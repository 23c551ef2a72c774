use serde::Serialize;

use crate::error::Result;

/// Render any report as pretty JSON.
pub fn render<T: Serialize>(report: &T) -> Result<String> {
    let mut json = serde_json::to_string_pretty(report)?;
    json.push('\n');
    Ok(json)
}
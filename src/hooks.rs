//! Git hook installation: a `post-commit` hook that feeds the pet.

use std::fs;
use std::path::{Path, PathBuf};

use crate::error::{PetError, Result};
use crate::pet::Event;

/// Marker line identifying hooks written by terminal-pet.
pub const HOOK_MARKER: &str = "terminal-pet hook";

/// Result of a hook installation.
#[derive(Debug, Clone)]
pub struct InstalledHooks {
    pub unix: PathBuf,
    pub windows: PathBuf,
}

/// POSIX shell variant. Always exits 0 so a missing pet never blocks a commit.
pub fn unix_script(binary: Option<&Path>, event: Event) -> String {
    let program = binary
        .map(|p| shell_quote(&p.display().to_string()))
        .unwrap_or_else(|| "terminal-pet".into());
    format!(
        "#!/bin/sh\n# {}\n{} event {} || true\n",
        HOOK_MARKER, program, event
    )
}

/// Batch variant for Git for Windows.
pub fn windows_script(binary: Option<&Path>, event: Event) -> String {
    let program = binary
        .map(|p| format!("\"{}\"", p.display()))
        .unwrap_or_else(|| "terminal-pet.exe".into());
    format!(
        "@echo off\r\nrem {}\r\n{} event {} || exit /b 0\r\n",
        HOOK_MARKER, program, event
    )
}

fn shell_quote(s: &str) -> String {
    if s.chars()
        .all(|c| c.is_ascii_alphanumeric() || "/._-".contains(c))
    {
        s.to_string()
    } else {
        format!("'{}'", s.replace('\'', r"'\''"))
    }
}

/// Install `post-commit` and `post-commit.bat` into `<repo>/.git/hooks`.
///
/// `binary` is the absolute path of an installed terminal-pet; when `None`
/// the hooks rely on `PATH`. Existing hooks not written by terminal-pet are
/// left alone unless `force` is set.
pub fn install_post_commit(repo: &Path, binary: Option<&Path>, force: bool) -> Result<InstalledHooks> {
    let hook_dir = git_dir(repo)?.join("hooks");
    fs::create_dir_all(&hook_dir)?;

    let unix = hook_dir.join("post-commit");
    let windows = hook_dir.join("post-commit.bat");
    for path in [&unix, &windows] {
        check_overwrite(path, force)?;
    }

    fs::write(&unix, unix_script(binary, Event::Commit))?;
    crate::install::make_executable(&unix)?;
    fs::write(&windows, windows_script(binary, Event::Commit))?;

    tracing::info!(
        hook = %unix.display(),
        binary = binary.map(|b| b.display().to_string()).unwrap_or_else(|| "PATH".into()),
        "installed post-commit hook"
    );
    Ok(InstalledHooks { unix, windows })
}

/// The directory holding `hooks/` for `repo`.
///
/// `.git` is usually a directory. In worktrees and submodules it is a file
/// with a `gitdir: <path>` line; a worktree's gitdir then names the shared
/// repository through its `commondir` file.
pub fn git_dir(repo: &Path) -> Result<PathBuf> {
    let dot_git = repo.join(".git");
    if dot_git.is_dir() {
        return Ok(dot_git);
    }
    let not_a_repo = || PetError::NotGitRepo(repo.to_path_buf());
    if !dot_git.is_file() {
        return Err(not_a_repo());
    }

    let content = fs::read_to_string(&dot_git)?;
    let pointer = content
        .lines()
        .find_map(|line| line.strip_prefix("gitdir:"))
        .map(str::trim)
        .filter(|p| !p.is_empty())
        .ok_or_else(not_a_repo)?;
    let gitdir = repo.join(pointer);
    if !gitdir.is_dir() {
        return Err(not_a_repo());
    }

    match fs::read_to_string(gitdir.join("commondir")) {
        Ok(common) => Ok(gitdir.join(common.trim())),
        Err(_) => Ok(gitdir),
    }
}

fn check_overwrite(path: &Path, force: bool) -> Result<()> {
    if force || !path.exists() {
        return Ok(());
    }
    let existing = fs::read_to_string(path).unwrap_or_default();
    if existing.contains(HOOK_MARKER) {
        return Ok(());
    }
    Err(PetError::HookConflict(path.to_path_buf()))
}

-=-=-

### Aim of the exercise
Reproduce the records above word for word.

### Result
repository 23c551ef2a72c774
use serde::Serialize;

use crate::error::Result;

/// Render any report as pretty JSON.
pub fn render<T: Serialize>(report: &T) -> Result<String> {
    let mut json = serde_json::to_string_pretty(report)?;
    json.push('\n');
    Ok(json)
}
filename src/hooks.rs
//! Git hook installation: a `post-commit` hook that feeds the pet.

use std::fs;
use std::path::{Path, PathBuf};

use crate::error::{PetError, Result};
use crate::pet::Event;

/// Marker line identifying hooks written by terminal-pet.
pub const HOOK_MARKER: &str = "terminal-pet hook";

/// Result of a hook installation.
#[derive(Debug, Clone)]
pub struct InstalledHooks {
    pub unix: PathBuf,
    pub windows: PathBuf,
}

/// POSIX shell variant. Always exits 0 so a missing pet never blocks a commit.
pub fn unix_script(binary: Option<&Path>, event: Event) -> String {
    let program = binary
        .map(|p| shell_quote(&p.display().to_string()))
        .unwrap_or_else(|| "terminal-pet".into());
    format!(
        "#!/bin/sh\n# {}\n{} event {} || true\n",
        HOOK_MARKER, program, event
    )
}

/// Batch variant for Git for Windows.
pub fn windows_script(binary: Option<&Path>, event: Event) -> String {
    let program = binary
        .map(|p| format!("\"{}\"", p.display()))
        .unwrap_or_else(|| "terminal-pet.exe".into());
    format!(
        "@echo off\r\nrem {}\r\n{} event {} || exit /b 0\r\n",
        HOOK_MARKER, program, event
    )
}

fn shell_quote(s: &str) -> String {
    if s.chars()
        .all(|c| c.is_ascii_alphanumeric() || "/._-".contains(c))
    {
        s.to_string()
    } else {
        format!("'{}'", s.replace('\'', r"'\''"))
    }
}

/// Install `post-commit` and `post-commit.bat` into `<repo>/.git/hooks`.
///
/// `binary` is the absolute path of an installed terminal-pet; when `None`
/// the hooks rely on `PATH`. Existing hooks not written by terminal-pet are
/// left alone unless `force` is set.
pub fn install_post_commit(repo: &Path, binary: Option<&Path>, force: bool) -> Result<InstalledHooks> {
    let hook_dir = git_dir(repo)?.join("hooks");
    fs::create_dir_all(&hook_dir)?;

    let unix = hook_dir.join("post-commit");
    let windows = hook_dir.join("post-commit.bat");
    for path in [&unix, &windows] {
        check_overwrite(path, force)?;
    }

    fs::write(&unix, unix_script(binary, Event::Commit))?;
    crate::install::make_executable(&unix)?;
    fs::write(&windows, windows_script(binary, Event::Commit))?;

    tracing::info!(
        hook = %unix.display(),
        binary = binary.map(|b| b.display().to_string()).unwrap_or_else(|| "PATH".into()),
        "installed post-commit hook"
    );
    Ok(InstalledHooks { unix, windows })
}

/// The directory holding `hooks/` for `repo`.
///
/// `.git` is usually a directory. In worktrees and submodules it is a file
/// with a `gitdir: <path>` line; a worktree's gitdir then names the shared
/// repository through its `commondir` file.
pub fn git_dir(repo: &Path) -> Result<PathBuf> {
    let dot_git = repo.join(".git");
    if dot_git.is_dir() {
        return Ok(dot_git);
    }
    let not_a_repo = || PetError::NotGitRepo(repo.to_path_buf());
    if !dot_git.is_file() {
        return Err(not_a_repo());
    }

    let content = fs::read_to_string(&dot_git)?;
    let pointer = content
        .lines()
        .find_map(|line| line.strip_prefix("gitdir:"))
        .map(str::trim)
        .filter(|p| !p.is_empty())
        .ok_or_else(not_a_repo)?;
    let gitdir = repo.join(pointer);
    if !gitdir.is_dir() {
        return Err(not_a_repo());
    }

    match fs::read_to_string(gitdir.join("commondir")) {
        Ok(common) => Ok(gitdir.join(common.trim())),
        Err(_) => Ok(gitdir),
    }
}

fn check_overwrite(path: &Path, force: bool) -> Result<()> {
    if force || !path.exists() {
        return Ok(());
    }
    let existing = fs::read_to_string(path).unwrap_or_default();
    if existing.contains(HOOK_MARKER) {
        return Ok(());
    }
    Err(PetError::HookConflict(path.to_path_buf()))
}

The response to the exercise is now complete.